BM25F Ranking Function

The BM25F ranking function is for documents containing multiple fields. In this context, fields means categorized partial documents. For example, names, descriptions, and prices are all possible fields of detail pages of merchandises.

The BM25F supports multiple categories of fields and their different weights.
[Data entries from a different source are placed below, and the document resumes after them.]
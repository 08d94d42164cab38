//! Achievement evaluation against the caller's progress.

use axum::extract::State;
use axum::response::{IntoResponse, Response};
use axum::{Extension, Json};
use serde_json::json;

use crate::progress::{achievements_for, ProgressSnapshot};
use crate::server::auth::AuthUser;
use crate::server::error::ApiError;
use crate::server::handlers::now_secs;
use crate::server::handlers::stats::best_streak;
use crate::server::state::SharedState;

/// The fixed catalog with per-entry unlocked flags. Nothing is stored;
/// achievements are re-derived from progress on every call.
pub async fn achievements_handler(
    State(state): State<SharedState>,
    Extension(user): Extension<AuthUser>,
) -> Result<Response, ApiError> {
    let now = now_secs();
    let st = state.lock().await;

    let snapshot = ProgressSnapshot {
        total_points: st
            .storage
            .get_points(user.id)?
            .map(|p| p.total_points)
            .unwrap_or(0),
        completions: st.storage.count_completions(user.id)?,
        checkins: st.storage.count_checkins(user.id)?,
        best_streak_days: best_streak(&st.storage.list_sessions(user.id)?, now),
    };

    let achievements = achievements_for(&snapshot);
    let unlocked = achievements.iter().filter(|a| a.unlocked).count();
    Ok(Json(json!({
        "unlocked": unlocked,
        "total": achievements.len(),
        "achievements": achievements,
    }))
    .into_response())
}
pub fn streak_milestone(addiction_type: &str, days: i64) -> PushMessage {
    PushMessage::new(
        "Milestone reached!",
        format!("{days} days free of {addiction_type}. Keep going!"),
    )
    .with_data(serde_json::json!({ "type": "milestone", "days": days }))
}

pub fn checkin_reminder() -> PushMessage {
    PushMessage::new("Daily check-in", "How are you feeling today?")
        .with_data(serde_json::json!({ "type": "checkin_reminder" }))
}

pub fn motivation() -> PushMessage {
    PushMessage::new("A moment for you", "One day at a time. You've got this.")
        .with_data(serde_json::json!({ "type": "motivation" }))
}

pub fn community_interaction(username: &str) -> PushMessage {
    PushMessage::new(
        "Community",
        format!("{username} responded to your post"),
    )
    .with_data(serde_json::json!({ "type": "community" }))
}

pub fn achievement_unlocked(title: &str) -> PushMessage {
    PushMessage::new("Achievement unlocked", format!("You earned \"{title}\""))
        .with_data(serde_json::json!({ "type": "achievement" }))
}

#[cfg(test)]
mod tests {
    use super::*;
    use std::sync::Mutex;

    /// Scripted gateway: pops one prepared result per submission and records
    /// every batch it was given.
    struct ScriptedGateway {
        results: Mutex<Vec<Result<Vec<PushTicket>, String>>>,
        batches: Mutex<Vec<Vec<String>>>,
    }

    impl ScriptedGateway {
        fn new(results: Vec<Result<Vec<PushTicket>, String>>) -> Self {
            Self {
                results: Mutex::new(results),
                batches: Mutex::new(Vec::new()),
            }
        }
    }

    impl PushGateway for ScriptedGateway {
        fn submit(&self, messages: &[GatewayMessage]) -> Result<Vec<PushTicket>, String> {
            self.batches
                .lock()
                .unwrap()
                .push(messages.iter().map(|m| m.to.clone()).collect());
            let mut results = self.results.lock().unwrap();
            if results.is_empty() {
                return Err("unscripted submission".to_string());
            }
            results.remove(0)
        }
    }

    fn token(n: usize) -> String {
        format!("ExponentPushToken[device-{n}]")
    }

    #[test]
    fn token_syntax_check() {
        assert!(is_valid_push_token("ExponentPushToken[abc]"));
        assert!(is_valid_push_token("ExpoPushToken[xyz-123]"));
        assert!(!is_valid_push_token("ExponentPushToken[]"));
        assert!(!is_valid_push_token("ExponentPushToken[abc"));
        assert!(!is_valid_push_token("FCMToken[abc]"));
        assert!(!is_valid_push_token(""));
    }

    #[test]
    fn invalid_tokens_fail_before_any_network_call() {
        let gateway = ScriptedGateway::new(vec![]);
        let dispatcher = PushDispatcher::new(Box::new(gateway));

        let tokens = vec!["bogus".to_string(), "also-bogus".to_string()];
        let outcome = dispatcher.send_bulk(&tokens, &motivation());

        assert!(outcome.sent.is_empty());
        assert_eq!(outcome.failed.len(), 2);
        assert!(outcome
            .failed
            .iter()
            .all(|f| f.reason == "invalid push token"));
    }

    #[test]
    fn bulk_send_partitions_and_reports_per_token() {
        // 2 valid + 2 invalid; the scripted chunk returns ok then error.
        let gateway = ScriptedGateway::new(vec![Ok(vec![
            PushTicket::ok("t1"),
            PushTicket::error("DeviceNotRegistered"),
        ])]);
        let dispatcher = PushDispatcher::new(Box::new(gateway));

        let tokens = vec![token(1), "nope".to_string(), token(2), "".to_string()];
        let outcome = dispatcher.send_bulk(&tokens, &checkin_reminder());

        assert_eq!(outcome.sent, vec![token(1)]);
        assert_eq!(outcome.failed.len(), 3);
        let reasons: Vec<&str> = outcome.failed.iter().map(|f| f.reason.as_str()).collect();
        assert_eq!(
            reasons,
            vec!["invalid push token", "invalid push token", "DeviceNotRegistered"]
        );
        // Success + failure counts cover every input token exactly once
        assert_eq!(outcome.sent.len() + outcome.failed.len(), tokens.len());
    }

    #[test]
    fn failed_chunk_does_not_abort_remaining_chunks() {
        // 150 valid tokens -> two chunks; first submission fails, second is ok.
        let second_chunk_tickets: Vec<PushTicket> =
            (0..50).map(|i| PushTicket::ok(format!("t{i}"))).collect();
        let gateway = ScriptedGateway::new(vec![
            Err("connection reset".to_string()),
            Ok(second_chunk_tickets),
        ]);
        let dispatcher = PushDispatcher::new(Box::new(gateway));

        let tokens: Vec<String> = (0..150).map(token).collect();
        let outcome = dispatcher.send_bulk(&tokens, &motivation());

        assert_eq!(outcome.failed.len(), 100);
        assert!(outcome
            .failed
            .iter()
            .all(|f| f.reason == "connection reset"));
        assert_eq!(outcome.sent.len(), 50);
        assert_eq!(outcome.sent, tokens[100..].to_vec());
    }

    #[test]
    fn chunking_respects_the_gateway_cap() {
        let tickets: Vec<PushTicket> = (0..100).map(|i| PushTicket::ok(format!("t{i}"))).collect();
        let rest: Vec<PushTicket> = (0..1).map(|i| PushTicket::ok(format!("r{i}"))).collect();
        let gateway = ScriptedGateway::new(vec![Ok(tickets), Ok(rest)]);
        let tokens: Vec<String> = (0..101).map(token).collect();

        let dispatcher = PushDispatcher::new(Box::new(gateway));
        let outcome = dispatcher.send_bulk(&tokens, &motivation());
        assert_eq!(outcome.sent.len(), 101);
    }

    #[test]
    fn single_send_rejects_invalid_token_without_error() {
        let gateway = ScriptedGateway::new(vec![]);
        let dispatcher = PushDispatcher::new(Box::new(gateway));

        let outcome = dispatcher.send_to_token("not-a-token", &motivation());
        assert!(!outcome.all_sent());
        assert_eq!(outcome.failed.len(), 1);
        assert_eq!(outcome.failed[0].token, "not-a-token");
    }

    #[test]
    fn single_send_error_ticket_is_overall_failure() {
        let gateway =
            ScriptedGateway::new(vec![Ok(vec![PushTicket::error("MessageTooBig")])]);
        let dispatcher = PushDispatcher::new(Box::new(gateway));

        let outcome = dispatcher.send_to_token(&token(1), &motivation());
        assert!(!outcome.all_sent());
        assert_eq!(outcome.failed[0].reason, "MessageTooBig");
    }

    #[test]
    fn structured_ticket_error_code_wins_over_message() {
        let ticket = PushTicket {
            status: "error".to_string(),
            id: None,
            message: Some("long prose about the device".to_string()),
            details: Some(TicketDetails {
                error: Some("DeviceNotRegistered".to_string()),
            }),
        };
        assert_eq!(ticket.error_reason(), "DeviceNotRegistered");
    }
}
The function is represented by the formula:

The BM25F formula

where q is a set of query keywords, beta is a document (i.e., a set of term occurrences), ka is a query keyword, k1 is a saturation factor for term frequency, N is the number of documents in the corpus, bf(k) is the number of documents in the corpus in which ka occurs.

The score of beta for ka is represented by the other formula:

The BM25F weighting formula

where occurs(ka, f, beta) is the number of occurences of ka in the field f of beta, boost_f is the weight of f relative to the other fields, b_f is a strength of length-based normalization of occurs in f, length is the length of f in beta, avgLength is the average length of f.

Strict sorting of input features is required to use this ranking function.

/**
 * @author tmanabe
 *
 * This class implements the BM25F model and its optimization with the method known as Coordinate Ascent.
 *
 * You must sort kf + 1 features in the following order where
 * k means |keywords|, f |fields|, tf(i, j) TF of i-th keyword in j-th field,
 * H(i) entropy of i-th keyword, and lp(j) length penalty of j-th field.
 * [k,     H(1),     H(2),     H(3),     ..., H(k),
 *  lp(1), tf(1, 1), tf(2, 1), tf(3, 1), ..., tf(k, 1),
 *  lp(2), tf(1, 2), tf(2, 2), tf(3, 2), ..., tf(k, 2),
 *  lp(3), tf(1, 3), tf(2, 3), tf(3, 3), ..., tf(k, 3),
 *  ...
 *  lp(f), tf(1, f), tf(2, f), tf(3, f), ..., tf(k, f)]
 * Note that H(i) is the (i+1)-th feature,
 * lp(j) the ((k+1)j+1)-th, and tf(i, j) the ((k+1)j+i+1)-th.
 */

The H(k), lp(f), and tf(k, f) feature values in the above JavaDoc correspond to the partial formulae illustrated below:

The correspondence between features and BM25F weighting formula

Note: Different number of feature values for different query IDs is allowed because we may at once optimize the rankings for multiple queries with different numbers of keywords.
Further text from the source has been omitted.